Keep it real - making sure my policy perspectives are informed by practice

TLAP’s Policy Advisor Martin Walker shares how recent experience has forced him to reappraise his thinking about the contribution of social workers and good practice he has heard about first-hand.

I’ve spent a good deal of my time at Think Local Act Personal creating resources to support people to make progress on personalisation, improving direct payments (opens new window), Making it Real (opens new window) and so on. This has involved reading reports and journal articles, meeting with other ‘policy wonks’ talking policy and improvement, and of course taking a co-productive approach, making sure people who draw on care and support have a voice in those conversations.

I’ve spent an equally significant amount of time hearing from people with lived experience of care and support, particularly when I worked at ‘the coalface’ in the town where I live and was trying to implement change in a Local Authority to ensure the care and support it provided was person-centred.

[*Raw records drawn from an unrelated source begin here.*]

use std::env;
use std::path::PathBuf;

use anyhow::{Context, Result};
use comprel_catalog::DEFAULT_CATALOG_PATH;
use serde::{Deserialize, Serialize};

/// Process-wide settings read from the environment (and `.env`)
#[derive(Debug, Clone, PartialEq, Serialize, Deserialize)]
pub struct AppConfig {
    /// Reference catalog CSV (COMPREL_CATALOG)
    pub catalog_path: PathBuf,
    /// Emit JSON log lines (RUST_LOG_FORMAT=json)
    pub json_logging: bool,
    /// Worker threads for batch evaluation (COMPREL_THREADS); rayon default when unset
    pub threads: Option<usize>,
}

impl AppConfig {
    pub fn from_env() -> Result<Self> {
        Self::from_vars(
            env::var("COMPREL_CATALOG").ok(),
            env::var("RUST_LOG_FORMAT").ok(),
            env::var("COMPREL_THREADS").ok(),
        )
    }

    fn from_vars(
        catalog: Option<String>,
        log_format: Option<String>,
        threads: Option<String>,
    ) -> Result<Self> {
        let threads = match threads.as_deref().map(str::trim).filter(|s| !s.is_empty()) {
            Some(raw) => {
                let n: usize = raw
                    .parse()
                    .with_context(|| format!("COMPREL_THREADS must be a positive integer, got '{raw}'"))?;
                if n == 0 {
                    anyhow::bail!("COMPREL_THREADS must be at least 1");
                }
                Some(n)
            }
            None => None,
        };

        Ok(Self {
            catalog_path: catalog
                .filter(|s| !s.trim().is_empty())
                .map(PathBuf::from)
                .unwrap_or_else(|| PathBuf::from(DEFAULT_CATALOG_PATH)),
            json_logging: log_format
                .map(|v| v.eq_ignore_ascii_case("json"))
                .unwrap_or(false),
            threads,
        })
    }
}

At that time working with social workers left an impression on me and my views of them fell into two camps:

  • I met inspiring practitioners who clearly got what we were trying to do and supported it, getting involved in the change journey and promoting a personalised approach
  • I also met social workers who saw being able to exercise choice and control as a fad, an inconvenience that added to their daily workload, and an infringement of their professional domain where they clearly knew best what people needed.

So, it was really refreshing recently to have my impressions challenged, and to learn that it’s not as black and white as I thought. I was lucky to meet Julia Parfitt, Principal Social Worker in Birmingham City Council, along with about twenty other practitioners in an online ‘direct payments clinic’ and to experience the positive spirit amongst them.

This was a session to give practitioners permission and space to bring along their experiences about situations being presented by the people they are working with, to talk them through with peers, and to problem solve together. The intention being to support people’s individual ways to achieve agreed outcomes, wherever possible. 

I was somewhat surprised to come across such a forum in a local authority that I hadn’t been particularly aware was doing such focused direct payment work. It was salutary to find people able to find the time and energy in our busy and crowded agendas to focus down on detailed improvement work.

It got more inspiring as we heard about some of the ways direct payments are currently being used. I heard how they have supported a family member, who happens to live in my home town, to travel down to Birmingham periodically and provide replacement care for an unpaid carer so they can have some time to themselves, simply by paying the train fare.

In the meeting I asked why they were doing what they were doing. Was it a leadership drive? People demanding a better experience? Overwhelmingly I heard it was about trying to do the right thing for people, and it was refreshing to hear this from social work practitioners.

This made me reflect about the way I approach my own work. I need to seek out varied perspectives to ensure my contributions to policy and improvement work remain balanced and grounded in people’s real experience, from practitioners as well as those who draw on care and support. That will help me to keep it real.